Charles Lawrence Tuke (3 August 1858 – 30 December 1929) was an English-born cricketer and clergyman in New Zealand.

==Life and career==
Tuke was born in Sittingbourne, Kent, and died in Remuera, Auckland. He played for Hawke's Bay in a single first-class cricket match in December 1884. He was also a keen tennis player, playing in the first round of the New Zealand Championship in 1886, 1897, and 1901. Tuke's brother Edward Henry Tuke also played cricket, for the minor county of Herefordshire.
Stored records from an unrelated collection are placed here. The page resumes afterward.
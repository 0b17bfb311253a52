//! Cloud API configuration module.
//!
//! Configuration is loaded from environment variables with fallback to
//! defaults.

use serde::{Deserialize, Serialize};
use std::env;

/// Cloud API configuration.
#[derive(Debug, Clone, Serialize, Deserialize)]
pub struct ServerConfig {
    /// HTTP server port
    pub http_port: u16,

    /// SQLite connection string
    pub database_url: String,
}

impl ServerConfig {
    /// Load configuration from environment variables.
    pub fn load() -> Result<Self, ConfigError> {
        let config = ServerConfig {
            http_port: env::var("VELA_HTTP_PORT")
                .unwrap_or_else(|_| "8787".to_string())
                .parse()
                .map_err(|_| ConfigError::InvalidValue("VELA_HTTP_PORT".to_string()))?,

            database_url: env::var("DATABASE_URL")
                .unwrap_or_else(|_| "sqlite://vela-cloud.db?mode=rwc".to_string()),
        };

        Ok(config)
    }
}

/// Configuration error types.
#[derive(Debug, thiserror::Error)]
pub enum ConfigError {
    #[error("Invalid value for {0}")]
    InvalidValue(String),
}

#[cfg(test)]
mod tests {
    use super::*;

    #[test]
    fn test_defaults() {
        // Only read here; setting env vars would leak across parallel tests.
        let config = ServerConfig::load().unwrap();
        assert!(config.http_port > 0);
        assert!(!config.database_url.is_empty());
    }
}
Tuke was born into a religious family, the fifth son of the Rev. Francis Edward Tuke, vicar of Borden in Kent. Tuke was educated at Haileybury College in England and at St John's College, Auckland. He was ordained a deacon in 1881 and a priest in 1882, and served at St John's, Napier, from 1881 to 1883, at All Saints, Taradale, from 1883 to 1893, St Mary's, Waipukurau, from 1893 to 1908, and at St Augustine's in Napier from 1908 to 1916. He was appointed archdeacon of Tauranga in 1916, and then served as vicar at Ellerslie from 1921 until he retired in 1923.

Tuke was also an active freemason. He and his wife Mary (née Tiffen) had seven children, four boys and three girls. Their son, Hugh, also played first-class cricket for Hawke's Bay.